Bilan de l'Ifrecor : Les récifs du fenua tiennent bon, les poissons reculent


Crédit photo : Under the pole - Julien Leblond
Tahiti, le 6 juillet 2021 – Mis à jour tous les cinq ans, le dernier bilan de l'Ifrecor salue la “résilience” des récifs polynésiens, dont 50% sont dans un bon état. Soit le meilleur score derrière la Nouvelle-Calédonie et ses 75%. L'organisme d'État relève cependant la décroissance des peuplements de poissons au fenua ces dix dernières années et le faible niveau de protection de ses récifs.
 
“Plutôt préservés dans les territoires étendus, à faible démographie ou inhabités”, les récifs coralliens du Caillou et du fenua notamment, sont “globalement stable” faisant preuve d'une “bonne résilience”, souligne le dernier bilan de l’Initiative française pour les récifs coralliens (Ifrecor). Mis à jour tous les cinq ans par, le rapport indique qu'en 2020, la majorité (70 %) des récifs évalués dans ces territoires sont “en bon état” sur le long terme, malgré des événements extrêmes comme les épisodes de blanchissement, la prolifération d'acanthasters, cette étoile dévoreuse de corail, ou la survenue de cyclones. 

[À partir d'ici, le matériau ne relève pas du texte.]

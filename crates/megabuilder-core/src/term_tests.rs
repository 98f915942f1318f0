use super::*;

#[test]
fn plain_term_aliases_itself() {
    let term = Term::plain("of");
    assert_eq!(term.name(), "of");
    assert_eq!(term.alias(), "of");
    assert!(!term.is_aliased());
    assert_eq!(term.to_string(), "of");
}

#[test]
fn aliased_term_display() {
    let term = Term::aliased("simpleArticle", "article");
    assert!(term.is_aliased());
    assert_eq!(term.to_string(), "simpleArticle:article");
}

#[test]
fn intern_deduplicates_pairs() {
    let mut table = TermTable::new();
    let a = table.intern_plain("modele");
    let b = table.intern_plain("modele");
    let c = table.intern_aliased("modele", "item");

    assert_eq!(a, b);
    assert_ne!(a, c);
    assert_eq!(table.len(), 2);
}

#[test]
fn ids_follow_insertion_order() {
    let mut table = TermTable::new();
    let z = table.intern_plain("z");
    let a = table.intern_plain("a");

    assert_eq!(z.as_u32(), 0);
    assert_eq!(a.as_u32(), 1);
    assert!(z < a);
}

#[test]
fn resolve_and_find() {
    let mut table = TermTable::new();
    let id = table.intern_aliased("articleName", "article");

    assert_eq!(table.get(id).name(), "articleName");
    assert_eq!(table.find("articleName", "article"), Some(id));
    assert_eq!(table.find("articleName", "articleName"), None);
    assert!(table.try_get(TermId::from_raw(7)).is_none());
}

#[test]
fn by_alias_collects_shared_callables() {
    let mut table = TermTable::new();
    table.intern_plain("of");
    let simple = table.intern_aliased("simpleArticle", "article");
    let named = table.intern_aliased("articleName", "article");

    let ids: Vec<_> = table.by_alias("article").collect();
    assert_eq!(ids, vec![simple, named]);
    assert_eq!(table.by_alias("missing").count(), 0);
}

#[test]
fn callables_are_distinct_aliases() {
    let mut table = TermTable::new();
    table.intern_plain("of");
    table.intern_aliased("simpleArticle", "article");
    table.intern_aliased("articleName", "article");
    table.intern_plain("modele");

    assert_eq!(table.callables(), vec!["of", "article", "modele"]);
}

#[test]
fn serializes_as_term_list() {
    let mut table = TermTable::new();
    table.intern_plain("of");
    table.intern_aliased("simpleArticle", "article");

    let json = serde_json::to_string(&table).unwrap();
    insta::assert_snapshot!(json, @r#"[{"name":"of","alias":"of"},{"name":"simpleArticle","alias":"article"}]"#);
}
//! Command builders for the CLI.
//!
//! `exec` and `trace` accept each other's flags, with the irrelevant ones
//! hidden from `--help`.

use clap::Command;

use super::args::*;

/// A command taking its grammar from GRAMMAR or -g/--grammar.
///
/// The grammar positional is added first so it precedes CALLS.
fn grammar_command(name: &'static str) -> Command {
    Command::new(name)
        .arg(grammar_path_arg())
        .arg(grammar_text_arg())
}

/// Build the complete CLI with all subcommands.
pub fn build_cli() -> Command {
    Command::new("megabuilder")
        .about("Compile builder grammars and drive call chains through them")
        .subcommand_required(true)
        .arg_required_else_help(true)
        .arg(log_arg())
        .subcommand(check_command())
        .subcommand(ast_command())
        .subcommand(dump_command())
        .subcommand(exec_command())
        .subcommand(trace_command())
}

/// Validate a grammar.
pub fn check_command() -> Command {
    grammar_command("check")
        .about("Validate a grammar")
        .override_usage(
            "\
  megabuilder check <GRAMMAR>
  megabuilder check -g <TEXT>",
        )
        .after_help(
            r#"EXAMPLES:
  megabuilder check catalog.mbg
  megabuilder check -g 'of (article modele+)*'
  cat catalog.mbg | megabuilder check -"#,
        )
        .arg(color_arg())
}

/// Show the parsed grammar tree.
pub fn ast_command() -> Command {
    grammar_command("ast")
        .about("Show the AST of a grammar")
        .after_help(
            r#"EXAMPLES:
  megabuilder ast catalog.mbg
  megabuilder ast -g 'a (b | c)*' --normalize"#,
        )
        .arg(normalize_arg())
        .arg(color_arg())
}

/// Show the term table and both automata.
pub fn dump_command() -> Command {
    grammar_command("dump")
        .about("Show the term table, NFA and DFA of a grammar")
        .after_help(
            r#"EXAMPLES:
  megabuilder dump catalog.mbg
  megabuilder dump -g 'a b*' --json"#,
        )
        .arg(json_arg())
        .arg(compact_arg())
        .arg(color_arg())
}

/// Drive a recording chain and print what it accepted.
pub fn exec_command() -> Command {
    grammar_command("exec")
        .about("Run calls through a grammar and print the accepted chain as JSON")
        .override_usage(
            "\
  megabuilder exec <GRAMMAR> [CALLS]...
  megabuilder exec -g <TEXT> [CALLS]...",
        )
        .after_help(
            r#"EXAMPLES:
  megabuilder exec catalog.mbg of=spring articleName=spray modele=10ml --build
  megabuilder exec -g 'a b*' a b b"#,
        )
        .arg(calls_arg())
        .arg(build_arg())
        .arg(compact_arg())
        .arg(color_arg())
        .arg(verbose_arg().hide(true))
}

/// Drive a recording chain and print the dispatch trace.
pub fn trace_command() -> Command {
    grammar_command("trace")
        .about("Trace calls through a grammar's DFA")
        .override_usage(
            "\
  megabuilder trace <GRAMMAR> [CALLS]...
  megabuilder trace -g <TEXT> [CALLS]...",
        )
        .after_help(
            r#"EXAMPLES:
  megabuilder trace catalog.mbg of articleName modele -vv
  megabuilder trace -g 'a b*' a b --build"#,
        )
        .arg(calls_arg())
        .arg(build_arg())
        .arg(verbose_arg())
        .arg(color_arg())
        .arg(compact_arg().hide(true))
}
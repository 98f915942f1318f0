//! Grammar expression tree.
//!
//! The parser output always has the same outer shape: the root is an `Alt`
//! of `Seq`s, and every parenthesized group is again an `Alt` of `Seq`s.
//! Single-branch groups are kept as written.

use std::fmt::{self, Write};

use megabuilder_core::{Term, TermId};
use rowan::TextRange;

/// A term occurrence. Equality ignores the id and span.
#[derive(Debug, Clone)]
pub struct TermExpr {
    pub id: TermId,
    pub term: Term,
    /// Identifier span, covering `name:alias` when aliased.
    pub span: TextRange,
}

impl PartialEq for TermExpr {
    fn eq(&self, other: &Self) -> bool {
        self.term == other.term
    }
}

impl Eq for TermExpr {}

#[derive(Debug, Clone, PartialEq, Eq)]
pub enum Expr {
    Term(TermExpr),
    Seq(Vec<Expr>),
    Alt(Vec<Expr>),
    Star(Box<Expr>),
    Plus(Box<Expr>),
    Optional(Box<Expr>),
}

impl Expr {
    /// Term occurrences in source order.
    pub fn terms(&self) -> Vec<&TermExpr> {
        let mut out = Vec::new();
        self.collect_terms(&mut out);
        out
    }

    fn collect_terms<'a>(&'a self, out: &mut Vec<&'a TermExpr>) {
        match self {
            Expr::Term(t) => out.push(t),
            Expr::Seq(items) | Expr::Alt(items) => {
                for item in items {
                    item.collect_terms(out);
                }
            }
            Expr::Star(inner) | Expr::Plus(inner) | Expr::Optional(inner) => {
                inner.collect_terms(out)
            }
        }
    }

    /// Indented tree rendering, one node per line.
    pub fn dump(&self) -> String {
        let mut out = String::new();
        self.dump_into(&mut out, 0);
        out
    }

    fn dump_into(&self, out: &mut String, depth: usize) {
        let indent = "  ".repeat(depth);
        let _ = match self {
            Expr::Term(t) => writeln!(out, "{indent}Term {}", t.term),
            Expr::Seq(_) => writeln!(out, "{indent}Seq"),
            Expr::Alt(_) => writeln!(out, "{indent}Alt"),
            Expr::Star(_) => writeln!(out, "{indent}Star"),
            Expr::Plus(_) => writeln!(out, "{indent}Plus"),
            Expr::Optional(_) => writeln!(out, "{indent}Optional"),
        };
        match self {
            Expr::Term(_) => {}
            Expr::Seq(items) | Expr::Alt(items) => {
                for item in items {
                    item.dump_into(out, depth + 1);
                }
            }
            Expr::Star(inner) | Expr::Plus(inner) | Expr::Optional(inner) => {
                inner.dump_into(out, depth + 1)
            }
        }
    }
}

/// Where an expression is printed, from loosest to tightest binding.
#[derive(Clone, Copy, PartialEq, Eq)]
enum Position {
    /// Root, or directly inside parentheses.
    Top,
    /// A branch of an alternation.
    Branch,
    /// An element of a sequence.
    Item,
    /// The operand of `*`, `+` or `?`.
    Operand,
}

/// Prints normalized grammar text that parses back to an equal tree.
impl fmt::Display for Expr {
    fn fmt(&self, f: &mut fmt::Formatter<'_>) -> fmt::Result {
        write_expr(f, self, Position::Top)
    }
}

fn write_expr(f: &mut fmt::Formatter<'_>, expr: &Expr, pos: Position) -> fmt::Result {
    match expr {
        Expr::Term(t) => write!(f, "{}", t.term),
        Expr::Alt(branches) if pos == Position::Top => write_joined(f, branches, " | ", Position::Branch),
        Expr::Seq(items) if matches!(pos, Position::Top | Position::Branch) => {
            write_joined(f, items, " ", Position::Item)
        }
        Expr::Alt(_) | Expr::Seq(_) => {
            f.write_char('(')?;
            write_expr(f, expr, Position::Top)?;
            f.write_char(')')
        }
        Expr::Star(inner) => write_quantified(f, inner, '*', pos),
        Expr::Plus(inner) => write_quantified(f, inner, '+', pos),
        Expr::Optional(inner) => write_quantified(f, inner, '?', pos),
    }
}

fn write_quantified(f: &mut fmt::Formatter<'_>, inner: &Expr, op: char, pos: Position) -> fmt::Result {
    // A quantifier cannot stack directly on another one.
    if pos == Position::Operand {
        f.write_char('(')?;
        write_quantified(f, inner, op, Position::Top)?;
        return f.write_char(')');
    }
    write_expr(f, inner, Position::Operand)?;
    f.write_char(op)
}

fn write_joined(f: &mut fmt::Formatter<'_>, exprs: &[Expr], sep: &str, pos: Position) -> fmt::Result {
    for (i, expr) in exprs.iter().enumerate() {
        if i > 0 {
            f.write_str(sep)?;
        }
        write_expr(f, expr, pos)?;
    }
    Ok(())
}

Ainsi en 2010, les îles de la Société sont touchées par une explosion d’acanthasters, suivie du cyclone Oli. Eprouvée, la couverture corallienne à Tahiti et Moorea s'effondre de 40% à moins de 5%. Preuve de résilience du corail polynésien, celui-ci reprend des couleurs, affichant en 2019, soit presque dix ans plus tard, “des valeurs” en recouvrement “parmi les plus hautes jamais atteintes depuis le début des suivis en 1992”.

Erosion des terres et particules fines

Mais compte tenu de “l’étendue particulièrement vaste du territoire polynésien en latitude et en longitude, l’état des récifs est naturellement variable selon les archipels”, nuance cependant le bilan. “Les récifs des îles de l’archipel de la Société présentent, en particulier, sur les quinze dernières années de très fortes variations du recouvrement corallien”, soit de “forte dégradation suivie d’une remarquable régénération à la suite des perturbations”. Résultat en 2020,50% des récifs du fenua sont dans un bon état. Les récifs les plus touchés se trouvent sans surprise dans les îles de la Société, l'archipel le plus peuplé. “Couplé au développement urbain, le développement de l’agriculture entraîne une déforestation et une mise à nu des terres qui se traduit par une érosion très importante et l’arrivée dans les lagons de particules fines qui recouvrent le corail et entrainent d’importantes mortalités”, développe le bilan.

Si dans l'ensemble le corail polynésien fait de la résistance, “les biomasses totales de poissons décroissent sur les dix dernières années”. Une décroissance dont l'origine est difficile à identifier si ce n'est “la combinaison d’efforts de pêche accrus” et "un effet de l’environnement”. Côté peuplement de poissons, la Calédonie se porte bien mieux que son voisin polynésien avec des “biomasses et des diversités parfois exceptionnelles”. Par ailleurs, la résilience des récifs polynésiens n'est pas immuable. Les événements de plus en plus récurrents de hausse de température, auxquels les coraux sont particulièrement vulnérables, pourraient avoir raison de leur état de santé. Les projections réalisées par le Criobe montrent effectivement que l’on peut s’attendre à un “blanchissement annuel récurrent en Polynésie à partir de 2040, ce qui aura des répercussions importantes sur l’équilibre des récifs coralliens”.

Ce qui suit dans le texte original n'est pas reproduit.